La « guerre à la drogue » a 50 ans exactement aujourd’hui. Cette invention est attribuable à Richard Nixon et à sa triste équipe lors de son discours martial du 17 juin 1967. La fameuse interview de John Erlichman en 1994 relatée par Harpers donne des clés de compréhension. Ce proche de « Tricky Dick » a déclaré en substance que l’équipe de campagne puis l’administration Nixon avaient deux ennemis : la gauche opposée à la guerre du Vietnam et le mouvement des droits civiques de la communauté noire. Il était trop difficile de rendre illégales des positions politiques ou une couleur de peau. Par contre, en faisant une campagne publique qui associait les « hippies » à la marijuana et les Noirs à l’héroïne puis en criminalisant lourdement ces groupes, il serait possible de détruire la crédibilité de leurs messages. Leurs chefs pourraient être arrêtés, les rencontres perturbées et les gros titres seraient ravageurs auprès de l’opinion publique. Mais le rôle des drogues dans tout cela était un raisonnement fallacieux. Cette propension à manipuler l’opinion, symbolisée par l’affaire du WaterGate, venait d’entrer dans la stratégie électorale américaine. Timothy Leary, psychologue de renom devenu symbole de la contre-culture psychédélique, était l’homme le plus dangereux d’Amérique selon Nixon. Sa campagne avortée au poste de gouverneur en Californie contre un certain Ronald Reagan aurait été perçue comme trop agressive et lui coutera certainement la liberté — l’hymne de cette campagne un peu oubliée appartient à la postérité. Les effets de la guerre à la drogue sur la minorité afro-américaine sont gigantesques et documentés notamment par Michelle Alexanderun avec le "nouveau Jim Crow" . Rappelons que les États-Unis comptabilisent le quart des prisonnières et prisonniers de la planète, alors qu’il ne compte que 5 % de la population.

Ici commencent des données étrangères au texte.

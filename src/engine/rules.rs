use serde::{Deserialize, Serialize};

use crate::models::{FoodRecord, HealthCondition, Nutrient};

/// A rule predicate over a food's nutrient fields.
///
/// Predicates are data, not closures, so a rule table can be serialized and
/// inspected. A comparison on a nutrient the record does not carry evaluates
/// to false; the rule simply does not fire.
#[derive(Debug, Clone, Serialize, Deserialize)]
pub enum Predicate {
    /// Nutrient value strictly above the threshold.
    Above(Nutrient, f64),
    /// Nutrient value strictly below the threshold.
    Below(Nutrient, f64),
    /// Every sub-predicate matches.
    All(Vec<Predicate>),
    /// At least one sub-predicate matches.
    Any(Vec<Predicate>),
}

impl Predicate {
    pub fn matches(&self, food: &FoodRecord) -> bool {
        match self {
            Predicate::Above(nutrient, threshold) => {
                food.nutrient(*nutrient).map_or(false, |v| v > *threshold)
            }
            Predicate::Below(nutrient, threshold) => {
                food.nutrient(*nutrient).map_or(false, |v| v < *threshold)
            }
            Predicate::All(parts) => parts.iter().all(|p| p.matches(food)),
            Predicate::Any(parts) => parts.iter().any(|p| p.matches(food)),
        }
    }
}

/// What a firing rule says about the food.
#[derive(Debug, Clone, Copy, PartialEq, Eq, Serialize, Deserialize)]
#[serde(rename_all = "snake_case")]
pub enum RuleAction {
    Recommend,
    Avoid,
}

/// One condition→action rule.
#[derive(Debug, Clone, Serialize, Deserialize)]
pub struct Rule {
    /// Condition this rule belongs to; `None` means it applies regardless of
    /// the active conditions (a general rule).
    pub condition: Option<HealthCondition>,
    pub predicate: Predicate,
    pub action: RuleAction,
    /// Higher priority is a stronger signal.
    pub priority: u8,
    pub explanation: String,
}

impl Rule {
    fn new(
        condition: Option<HealthCondition>,
        predicate: Predicate,
        action: RuleAction,
        priority: u8,
        explanation: &str,
    ) -> Self {
        Self {
            condition,
            predicate,
            action,
            priority,
            explanation: explanation.to_string(),
        }
    }
}

/// An immutable rule table, built once and shared by reference.
#[derive(Debug, Clone, Serialize, Deserialize)]
pub struct RuleSet {
    rules: Vec<Rule>,
}

impl RuleSet {
    pub fn new(rules: Vec<Rule>) -> Self {
        Self { rules }
    }

    pub fn iter(&self) -> impl Iterator<Item = &Rule> {
        self.rules.iter()
    }

    pub fn len(&self) -> usize {
        self.rules.len()
    }

    pub fn is_empty(&self) -> bool {
        self.rules.is_empty()
    }

    /// The standard expert rule table.
    pub fn standard() -> Self {
        use HealthCondition::*;
        use Nutrient::*;
        use Predicate::*;
        use RuleAction::*;

        Self::new(vec![
            Rule::new(
                Some(Diabetes),
                Any(vec![Above(Sugar, 10.0), Above(Carbohydrates, 25.0)]),
                Avoid,
                1,
                "Makanan tinggi gula dan karbohidrat tidak baik untuk penderita diabetes",
            ),
            Rule::new(
                Some(Diabetes),
                All(vec![Above(Fiber, 3.0), Below(Sugar, 8.0)]),
                Recommend,
                2,
                "Makanan tinggi serat dan rendah gula baik untuk penderita diabetes",
            ),
            Rule::new(
                Some(Hypertension),
                Above(Sodium, 200.0),
                Avoid,
                1,
                "Makanan tinggi sodium tidak baik untuk penderita hipertensi",
            ),
            Rule::new(
                Some(Hypertension),
                All(vec![Above(Potassium, 300.0), Below(Sodium, 100.0)]),
                Recommend,
                2,
                "Makanan tinggi kalium dan rendah sodium baik untuk penderita hipertensi",
            ),
            Rule::new(
                Some(Obesity),
                Any(vec![Above(Calories, 200.0), Above(Fat, 15.0)]),
                Avoid,
                1,
                "Makanan tinggi kalori dan lemak tidak baik untuk penderita obesitas",
            ),
            Rule::new(
                Some(Obesity),
                All(vec![Above(Fiber, 2.0), Below(Calories, 100.0)]),
                Recommend,
                2,
                "Makanan tinggi serat dan rendah kalori baik untuk penderita obesitas",
            ),
            Rule::new(
                Some(HeartHealth),
                Any(vec![Above(Fat, 20.0), Above(Sodium, 300.0)]),
                Avoid,
                1,
                "Makanan tinggi lemak dan sodium tidak baik untuk kesehatan jantung",
            ),
            Rule::new(
                Some(HeartHealth),
                All(vec![Above(Fiber, 3.0), Below(Fat, 10.0)]),
                Recommend,
                2,
                "Makanan tinggi serat dan rendah lemak baik untuk kesehatan jantung",
            ),
            Rule::new(
                None,
                Above(VitaminC, 20.0),
                Recommend,
                3,
                "Makanan tinggi vitamin C baik untuk sistem imun",
            ),
            Rule::new(
                None,
                Above(Iron, 2.0),
                Recommend,
                3,
                "Makanan tinggi zat besi baik untuk kesehatan darah",
            ),
        ])
    }
}

impl Default for RuleSet {
    fn default() -> Self {
        Self::standard()
    }
}
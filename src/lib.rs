pub mod analysis;
pub mod cli;
pub mod dataset;
pub mod engine;
pub mod error;
pub mod interface;
pub mod models;
pub mod recommender;
pub mod scoring;

pub use error::{NutriError, Result};
pub use models::{FoodRecord, HealthCondition, RecommendationReport, ScoredFood};
pub use recommender::{RecommendRequest, Recommender, Strategy};
use serde::{Deserialize, Serialize};

use crate::models::food::{FoodRecord, HealthCondition};

/// Descriptive nutrition tag. Labels never feed back into scores.
#[derive(Debug, Clone, Copy, PartialEq, Eq, Serialize, Deserialize)]
pub enum HealthLabel {
    #[serde(rename = "tinggi_protein")]
    HighProtein,
    #[serde(rename = "rendah_lemak")]
    LowFat,
    #[serde(rename = "rendah_karbohidrat")]
    LowCarb,
    #[serde(rename = "tinggi_serat")]
    HighFiber,
    #[serde(rename = "rendah_kalori")]
    LowCalorie,
    #[serde(rename = "rendah_gula")]
    LowSugar,
    #[serde(rename = "antioksidan")]
    Antioxidant,
}

impl HealthLabel {
    pub fn id(self) -> &'static str {
        match self {
            HealthLabel::HighProtein => "tinggi_protein",
            HealthLabel::LowFat => "rendah_lemak",
            HealthLabel::LowCarb => "rendah_karbohidrat",
            HealthLabel::HighFiber => "tinggi_serat",
            HealthLabel::LowCalorie => "rendah_kalori",
            HealthLabel::LowSugar => "rendah_gula",
            HealthLabel::Antioxidant => "antioksidan",
        }
    }
}

/// A food record with its evaluation result attached.
///
/// In weighted mode `health_score` is clamped to 1..=5; in strict mode it is
/// the highest priority among the recommend rules that fired.
#[derive(Debug, Clone, Serialize, Deserialize)]
pub struct ScoredFood {
    #[serde(flatten)]
    pub food: FoodRecord,

    pub health_score: i32,

    pub health_labels: Vec<HealthLabel>,

    /// Conditions this food was evaluated against.
    pub suitable_for: Vec<HealthCondition>,

    /// Explanations of the rules that fired (strict mode only).
    #[serde(default, skip_serializing_if = "Vec::is_empty")]
    pub explanations: Vec<String>,
}

/// Aggregate macro breakdown over a recommended food list.
///
/// Percentages use the 4/4/9 kcal-per-gram factors and are all 0 when
/// `total_calories` is 0.
#[derive(Debug, Clone, Default, PartialEq, Serialize, Deserialize)]
pub struct NutritionAnalysis {
    pub total_calories: f64,
    pub protein_percentage: f64,
    pub carb_percentage: f64,
    pub fat_percentage: f64,
    pub fiber_content: f64,
    pub sugar_content: f64,
}

/// One food entry inside a meal plan slice.
#[derive(Debug, Clone, Serialize, Deserialize)]
pub struct MealFood {
    pub name: String,
    pub calories: f64,
}

/// Nutrition totals summed over a meal plan slice.
#[derive(Debug, Clone, Default, PartialEq, Serialize, Deserialize)]
pub struct MealTotals {
    pub protein: f64,
    pub carbohydrates: f64,
    pub fat: f64,
    pub fiber: f64,
}

/// A named slice of the ranked food list with summed nutrition.
#[derive(Debug, Clone, Serialize, Deserialize)]
pub struct MealPlan {
    pub meal_type: String,
    pub total_calories: f64,
    pub foods: Vec<MealFood>,
    pub nutrition: MealTotals,
}

/// Macro balance analysis for a single food or a day's intake.
///
/// Calories are estimated from the Atwater factors; the balance score counts
/// how many macros fall inside the healthy band (as a percentage of 3).
#[derive(Debug, Clone, Serialize, Deserialize)]
pub struct MacroBalance {
    pub estimated_calories: f64,
    pub protein_percentage: f64,
    pub fat_percentage: f64,
    pub carbohydrate_percentage: f64,
    pub balance_score: f64,
    pub recommendations: Vec<String>,
}

/// Complete result of one recommendation call.
#[derive(Debug, Clone, Serialize, Deserialize)]
pub struct RecommendationReport {
    pub recommended_foods: Vec<ScoredFood>,
    pub nutrition_analysis: NutritionAnalysis,
    pub health_advice: Vec<String>,
    pub meal_plans: Vec<MealPlan>,
}

#[cfg(test)]
mod tests {
    use super::*;
    use crate::models::food::FoodCategory;

    #[test]
    fn test_scored_food_flattens_record() {
        let scored = ScoredFood {
            food: FoodRecord {
                name: "Pisang".to_string(),
                category: Some(FoodCategory::Fruit),
                calories: 89.0,
                protein: 1.1,
                fat: 0.3,
                carbohydrates: 22.8,
                fiber: Some(2.6),
                sugar: Some(12.2),
                sodium: None,
                potassium: Some(358.0),
                calcium: None,
                iron: None,
                vitamin_c: None,
            },
            health_score: 4,
            health_labels: vec![HealthLabel::Antioxidant],
            suitable_for: vec![HealthCondition::Hypertension],
            explanations: Vec::new(),
        };

        let json = serde_json::to_value(&scored).unwrap();
        assert_eq!(json["name"], "Pisang");
        assert_eq!(json["health_score"], 4);
        assert_eq!(json["health_labels"][0], "antioksidan");
        assert_eq!(json["suitable_for"][0], "hipertensi");
        assert!(json.get("explanations").is_none());
    }

    #[test]
    fn test_default_analysis_is_zeroed() {
        let analysis = NutritionAnalysis::default();
        assert_eq!(analysis.total_calories, 0.0);
        assert_eq!(analysis.protein_percentage, 0.0);
    }
}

Nixon a laissé une marque durable dans les esprits dont nous peinons à nous extraire. Le mensonge est devenu un outil rhétorique central dont le président Trump fut un exemple frappant. La guerre mondiale contre les drogues et surtout sa mise en œuvre axées sur la répression a détruit des vies, restreint la recherche, brûlé des écosystèmes, généré de nombreux déplacements forcés de population et instaurés un système de prohibition généralisé. Elles l’ont fait sans recul sur l’histoire et ont contribué à renforcer le pouvoir et les moyens du crime organisé, aujourd’hui globalisé. Pour le reste, la guerre à la drogue est un échec retentissant dont les efforts ont été dirigés en particulier sur les usagères et usagers de substances. Pourtant des solutions simples peuvent faire effet très rapidement. La régulation des produits doit être l’objectif d’une politique drogues ambitieuse et efficace pour reprendre progressivement le contrôle sur les drogues. Mais pour avancer sur ce dossier, il faut être pragmatique, c’est le sens du mois #DrugDecrim. La décriminalisation est une politique publique simple et efficace, avec une approche de santé publique et un respect pour les personnes qui consomment des drogues. L’exemple du Portugal le démontre parfaitement, et le pays qui avait promu la guerre à la drogue, les États-Unis pourrait bien suivre cette voie avec une proposition fédérale, un président ambitieux et une société civile dynamique. À nous de continuer sur notre pragmatisme helvétique et de suivre ces voies voire de jouer un rôle de pionnier au nom des droits humains et pour toutes les substances.